Edinburgh International Festival 2014 interview: Bruce Gladwin discusses Ganesh Versus the Third Reich
The elephant-headed Hindu god sets out to rescue the swastika from the Nazis
This article is from 2014.
In Ganesh Versus the Third Reich, boundary-pushing theatre company Back to Back imagine the Hindu god Ganesh travelling to Nazi Germany. Gareth K Vile discovers a unique and controversial performance in the making
Bertolt Brecht's innovation as a director was to encourage performances to unpick the magical trappings of theatre and remind audiences that what they are watching is neither real nor inevitable. Hoping to detach the spectator from a passive, emotional response, he insisted that a play must reveal itself as fantasy, and be observed in a spirit of intellectual contemplation.
It’s an approach that’s embraced in Ganesh Versus the Third Reich, part of Edinburgh International Festival, where for much of the performance the actors debate whether they have the moral right to tell the story. Alongside this runs the core plot involving the elephant-headed Hindu god setting out to rescue the swastika from the Nazis. For Back to Back's artistic director, Bruce Gladwin, this awkward structure reflects the deeper moral issues in the play. 'It reflects our journey in the making of the show: we felt we had no right to make it,' he says. 'It's a difficult subject, it involves a lot of cultural appropriation: there is a question about who has the right to tell what story, [and about] the power issues around telling stories.'
Back to Back is made up of actors with both physical and mental disabilities, and the company has a reputation for challenging ideas about performance. 'It is one of the few companies that has a full-time ensemble left in Australia and it is known for creating highly original contemporary work using a devised process,' explains Gladwin. It’s a process which defines their final product; the questioning nature of the performances can be traced back to their methodology.
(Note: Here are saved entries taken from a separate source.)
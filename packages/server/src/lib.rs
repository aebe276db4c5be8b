//! # Loupe Server
//!
//! Serves the transform registry over a WebSocket. One connection, one
//! [`TransformContext`](loupe_transform::TransformContext); a shared
//! [`FileWatcher`] tells every connection which cached files went stale.

pub mod config;
pub mod server;
pub mod watcher;

pub use config::{Config, ConfigError, DEFAULT_BIND, DEFAULT_CONFIG_NAME};
pub use server::{create_app, respond, serve, AppState};
pub use watcher::{FileWatcher, WatcherError};
//! # Style Values
//!
//! Typed intermediate representation of a single CSS value.
//!
//! Values that fall outside the supported subset are kept verbatim in
//! [`StyleValue::Unparsed`] so they survive a round trip untouched.

use serde::{Deserialize, Serialize};
use std::fmt;
use std::str::FromStr;
use thiserror::Error;

use crate::color::convert_color_space;

/// Tolerance used when comparing color channels semantically
pub const COLOR_TOLERANCE: f64 = 1e-2;

/// Tolerance used when comparing plain numbers semantically
pub const NUMBER_TOLERANCE: f64 = 1e-6;

/// A single CSS value
#[derive(Debug, Clone, PartialEq, Serialize, Deserialize)]
#[serde(tag = "type", rename_all = "lowercase")]
pub enum StyleValue {
    /// Dimension with one of the recognized length units
    Unit { value: f64, unit: LengthUnit },

    /// Unitless number
    Number { value: f64 },

    /// Identifier such as `block` or `inherit`
    Keyword { value: String },

    /// Color in one of the supported color spaces
    Color(Color),

    /// Custom property reference, `var(--name, fallback)`
    Var {
        name: String,
        #[serde(default, skip_serializing_if = "Option::is_none")]
        fallback: Option<Box<StyleValue>>,
    },

    /// Space separated list (shorthands like `padding: 8px 16px`)
    Tuple { values: Vec<StyleValue> },

    /// Anything outside the supported subset, kept verbatim
    Unparsed { value: String },
}

impl StyleValue {
    pub fn unit(value: f64, unit: LengthUnit) -> Self {
        StyleValue::Unit { value, unit }
    }

    pub fn number(value: f64) -> Self {
        StyleValue::Number { value }
    }

    pub fn keyword(value: impl Into<String>) -> Self {
        StyleValue::Keyword {
            value: value.into(),
        }
    }

    pub fn var(name: impl Into<String>, fallback: Option<StyleValue>) -> Self {
        StyleValue::Var {
            name: name.into(),
            fallback: fallback.map(Box::new),
        }
    }

    pub fn tuple(values: Vec<StyleValue>) -> Self {
        StyleValue::Tuple { values }
    }

    pub fn unparsed(value: impl Into<String>) -> Self {
        StyleValue::Unparsed {
            value: value.into(),
        }
    }

    /// Build a unit value from a raw unit string; unknown units degrade to `Unparsed`
    pub fn with_unit_str(value: f64, unit: &str, raw: &str) -> Self {
        match unit.parse::<LengthUnit>() {
            Ok(unit) => StyleValue::Unit { value, unit },
            Err(_) => StyleValue::unparsed(raw),
        }
    }

    pub fn is_unparsed(&self) -> bool {
        matches!(self, StyleValue::Unparsed { .. })
    }

    /// Short name of the variant, matching the serde tag
    pub fn kind(&self) -> &'static str {
        match self {
            StyleValue::Unit { .. } => "unit",
            StyleValue::Number { .. } => "number",
            StyleValue::Keyword { .. } => "keyword",
            StyleValue::Color(_) => "color",
            StyleValue::Var { .. } => "var",
            StyleValue::Tuple { .. } => "tuple",
            StyleValue::Unparsed { .. } => "unparsed",
        }
    }

    /// Nesting depth of the value (scalars are depth 1)
    pub fn depth(&self) -> usize {
        match self {
            StyleValue::Var {
                fallback: Some(fallback),
                ..
            } => 1 + fallback.depth(),
            StyleValue::Tuple { values } => {
                1 + values.iter().map(StyleValue::depth).max().unwrap_or(0)
            }
            _ => 1,
        }
    }

    /// Semantic equality.
    ///
    /// Cross-type comparisons are unequal, numbers compare within
    /// [`NUMBER_TOLERANCE`], colors are converted into the same space and
    /// compared within [`COLOR_TOLERANCE`]. Keywords compare case-insensitively.
    pub fn approx_eq(&self, other: &StyleValue) -> bool {
        match (self, other) {
            (
                StyleValue::Unit { value: a, unit: ua },
                StyleValue::Unit { value: b, unit: ub },
            ) => ua == ub && (a - b).abs() < NUMBER_TOLERANCE,
            (StyleValue::Number { value: a }, StyleValue::Number { value: b }) => {
                (a - b).abs() < NUMBER_TOLERANCE
            }
            (StyleValue::Keyword { value: a }, StyleValue::Keyword { value: b }) => {
                a.eq_ignore_ascii_case(b)
            }
            (StyleValue::Color(a), StyleValue::Color(b)) => a.approx_eq(b),
            (
                StyleValue::Var {
                    name: na,
                    fallback: fa,
                },
                StyleValue::Var {
                    name: nb,
                    fallback: fb,
                },
            ) => {
                na == nb
                    && match (fa, fb) {
                        (Some(a), Some(b)) => a.approx_eq(b),
                        (None, None) => true,
                        _ => false,
                    }
            }
            (StyleValue::Tuple { values: a }, StyleValue::Tuple { values: b }) => {
                a.len() == b.len() && a.iter().zip(b).all(|(x, y)| x.approx_eq(y))
            }
            (StyleValue::Unparsed { value: a }, StyleValue::Unparsed { value: b }) => {
                normalize_whitespace(a) == normalize_whitespace(b)
            }
            _ => false,
        }
    }
}

fn normalize_whitespace(s: &str) -> String {
    s.split_whitespace().collect::<Vec<_>>().join(" ")
}

/// The eight recognized length units
#[derive(Debug, Clone, Copy, PartialEq, Eq, Hash, Serialize, Deserialize)]
pub enum LengthUnit {
    #[serde(rename = "px")]
    Px,
    #[serde(rename = "rem")]
    Rem,
    #[serde(rename = "em")]
    Em,
    #[serde(rename = "%")]
    Percent,
    #[serde(rename = "vh")]
    Vh,
    #[serde(rename = "vw")]
    Vw,
    #[serde(rename = "vmin")]
    Vmin,
    #[serde(rename = "vmax")]
    Vmax,
}

impl LengthUnit {
    pub const ALL: [LengthUnit; 8] = [
        LengthUnit::Px,
        LengthUnit::Rem,
        LengthUnit::Em,
        LengthUnit::Percent,
        LengthUnit::Vh,
        LengthUnit::Vw,
        LengthUnit::Vmin,
        LengthUnit::Vmax,
    ];

    pub fn as_str(&self) -> &'static str {
        match self {
            LengthUnit::Px => "px",
            LengthUnit::Rem => "rem",
            LengthUnit::Em => "em",
            LengthUnit::Percent => "%",
            LengthUnit::Vh => "vh",
            LengthUnit::Vw => "vw",
            LengthUnit::Vmin => "vmin",
            LengthUnit::Vmax => "vmax",
        }
    }
}

impl fmt::Display for LengthUnit {
    fn fmt(&self, f: &mut fmt::Formatter<'_>) -> fmt::Result {
        f.write_str(self.as_str())
    }
}

#[derive(Error, Debug, Clone, PartialEq)]
#[error("Unknown unit: {0}")]
pub struct UnknownUnit(pub String);

impl FromStr for LengthUnit {
    type Err = UnknownUnit;

    fn from_str(s: &str) -> Result<Self, Self::Err> {
        LengthUnit::ALL
            .iter()
            .copied()
            .find(|unit| unit.as_str().eq_ignore_ascii_case(s))
            .ok_or_else(|| UnknownUnit(s.to_string()))
    }
}

/// Supported color spaces
#[derive(Debug, Clone, Copy, PartialEq, Eq, Hash, Serialize, Deserialize)]
#[serde(rename_all = "kebab-case")]
pub enum ColorSpace {
    Srgb,
    Hsl,
    Oklch,
    Oklab,
    DisplayP3,
}

impl ColorSpace {
    pub const ALL: [ColorSpace; 5] = [
        ColorSpace::Srgb,
        ColorSpace::Hsl,
        ColorSpace::Oklch,
        ColorSpace::Oklab,
        ColorSpace::DisplayP3,
    ];

    pub fn as_str(&self) -> &'static str {
        match self {
            ColorSpace::Srgb => "srgb",
            ColorSpace::Hsl => "hsl",
            ColorSpace::Oklch => "oklch",
            ColorSpace::Oklab => "oklab",
            ColorSpace::DisplayP3 => "display-p3",
        }
    }
}

impl fmt::Display for ColorSpace {
    fn fmt(&self, f: &mut fmt::Formatter<'_>) -> fmt::Result {
        f.write_str(self.as_str())
    }
}

/// A color with three channels and an alpha in `[0, 1]`.
///
/// Channel conventions per space: `srgb`/`display-p3` are `0..1`,
/// `hsl` is `[hue°, s, l]` with `s`/`l` in `0..1`, `oklab` is `[L, a, b]`,
/// `oklch` is `[L, C, hue°]`.
#[derive(Debug, Clone, PartialEq, Serialize)]
#[serde(rename_all = "camelCase")]
pub struct Color {
    pub color_space: ColorSpace,
    pub channels: [f64; 3],
    pub alpha: f64,
}

impl Color {
    /// Alpha is clamped into `[0, 1]`; NaN alpha becomes opaque
    pub fn new(color_space: ColorSpace, channels: [f64; 3], alpha: f64) -> Self {
        Self {
            color_space,
            channels,
            alpha: clamp_alpha(alpha),
        }
    }

    pub fn srgb(r: f64, g: f64, b: f64, alpha: f64) -> Self {
        Self::new(ColorSpace::Srgb, [r, g, b], alpha)
    }

    pub fn is_opaque(&self) -> bool {
        self.alpha >= 1.0
    }

    pub fn convert(&self, target: ColorSpace) -> Color {
        convert_color_space(self, target)
    }

    pub fn approx_eq(&self, other: &Color) -> bool {
        if (self.alpha - other.alpha).abs() >= COLOR_TOLERANCE {
            return false;
        }
        // Hue is meaningless for achromatic colors, so compare in sRGB
        let a = self.convert(ColorSpace::Srgb);
        let b = other.convert(ColorSpace::Srgb);
        a.channels
            .iter()
            .zip(b.channels.iter())
            .all(|(x, y)| (x - y).abs() < COLOR_TOLERANCE)
    }
}

impl From<Color> for StyleValue {
    fn from(color: Color) -> Self {
        StyleValue::Color(color)
    }
}

pub(crate) fn clamp_alpha(alpha: f64) -> f64 {
    if alpha.is_nan() {
        1.0
    } else {
        alpha.clamp(0.0, 1.0)
    }
}

// Deserialization goes through `Color::new` so wire input cannot bypass the alpha clamp
impl<'de> Deserialize<'de> for Color {
    fn deserialize<D>(deserializer: D) -> Result<Self, D::Error>
    where
        D: serde::Deserializer<'de>,
    {
        #[derive(Deserialize)]
        #[serde(rename_all = "camelCase")]
        struct RawColor {
            color_space: ColorSpace,
            channels: [f64; 3],
            #[serde(default = "default_alpha")]
            alpha: f64,
        }

        fn default_alpha() -> f64 {
            1.0
        }

        let raw = RawColor::deserialize(deserializer)?;
        Ok(Color::new(raw.color_space, raw.channels, raw.alpha))
    }
}

#[cfg(test)]
mod tests {
    use super::*;

    #[test]
    fn test_alpha_is_clamped() {
        assert_eq!(Color::srgb(1.0, 0.0, 0.0, 1.7).alpha, 1.0);
        assert_eq!(Color::srgb(1.0, 0.0, 0.0, -0.2).alpha, 0.0);
        assert_eq!(Color::srgb(1.0, 0.0, 0.0, f64::NAN).alpha, 1.0);
    }

    #[test]
    fn test_deserialized_alpha_is_clamped() {
        let json = r#"{"type":"color","colorSpace":"srgb","channels":[1,0,0],"alpha":3}"#;
        let value: StyleValue = serde_json::from_str(json).unwrap();
        match value {
            StyleValue::Color(color) => assert_eq!(color.alpha, 1.0),
            other => panic!("Expected color, got {:?}", other),
        }
    }

    #[test]
    fn test_wire_format() {
        let value = StyleValue::var("--spacing", Some(StyleValue::unit(16.0, LengthUnit::Px)));
        let json = serde_json::to_value(&value).unwrap();
        assert_eq!(json["type"], "var");
        assert_eq!(json["name"], "--spacing");
        assert_eq!(json["fallback"]["type"], "unit");
        assert_eq!(json["fallback"]["unit"], "px");

        let percent = serde_json::to_value(StyleValue::unit(50.0, LengthUnit::Percent)).unwrap();
        assert_eq!(percent["unit"], "%");

        let color = serde_json::to_value(StyleValue::Color(Color::new(
            ColorSpace::DisplayP3,
            [1.0, 0.0, 0.0],
            1.0,
        )))
        .unwrap();
        assert_eq!(color["colorSpace"], "display-p3");
    }

    #[test]
    fn test_cross_type_comparison_is_unequal() {
        let unit = StyleValue::unit(0.0, LengthUnit::Px);
        let number = StyleValue::number(0.0);
        assert_ne!(unit, number);
        assert!(!unit.approx_eq(&number));
    }

    #[test]
    fn test_unit_from_str() {
        assert_eq!("PX".parse::<LengthUnit>(), Ok(LengthUnit::Px));
        assert_eq!("%".parse::<LengthUnit>(), Ok(LengthUnit::Percent));
        assert!("deg".parse::<LengthUnit>().is_err());
        assert!(StyleValue::with_unit_str(45.0, "deg", "45deg").is_unparsed());
    }

    #[test]
    fn test_approx_eq_colors_across_spaces() {
        let red = Color::srgb(1.0, 0.0, 0.0, 1.0);
        let red_hsl = Color::new(ColorSpace::Hsl, [0.0, 1.0, 0.5], 1.0);
        assert!(red.approx_eq(&red_hsl));
        assert!(!red.approx_eq(&Color::srgb(0.0, 0.0, 1.0, 1.0)));
    }

    #[test]
    fn test_depth() {
        let nested = StyleValue::var(
            "--a",
            Some(StyleValue::var("--b", Some(StyleValue::number(1.0)))),
        );
        assert_eq!(nested.depth(), 3);
        assert_eq!(StyleValue::keyword("auto").depth(), 1);
    }
}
'For Ganesh, we started with trying to create a work with no text – so we spent a lot of time drawing and one of the actors was obsessed with Ganesh. And another actor, Sonya created a neo-Nazi skinhead character.' From here, technology came in. 'The show is a product of Google: we Googled Nazi and Ganesh and found a number of websites that said that Nazism had appropriated the swastika from Hinduism.'
Battling with the seriousness of the subject – the plot involved creating a 'hero's journey for Ganesh to reclaim his symbol and our story takes place in the middle of World War II and ends in a heart of darkness in Hitler's bunker', Gladwin says – Back to Back found themselves examining their right to use the Hindu deity, and the Holocaust, in their production. Indeed, Ganesh has provoked controversy and carries a warning that the story is neither historically or scripturally accurate.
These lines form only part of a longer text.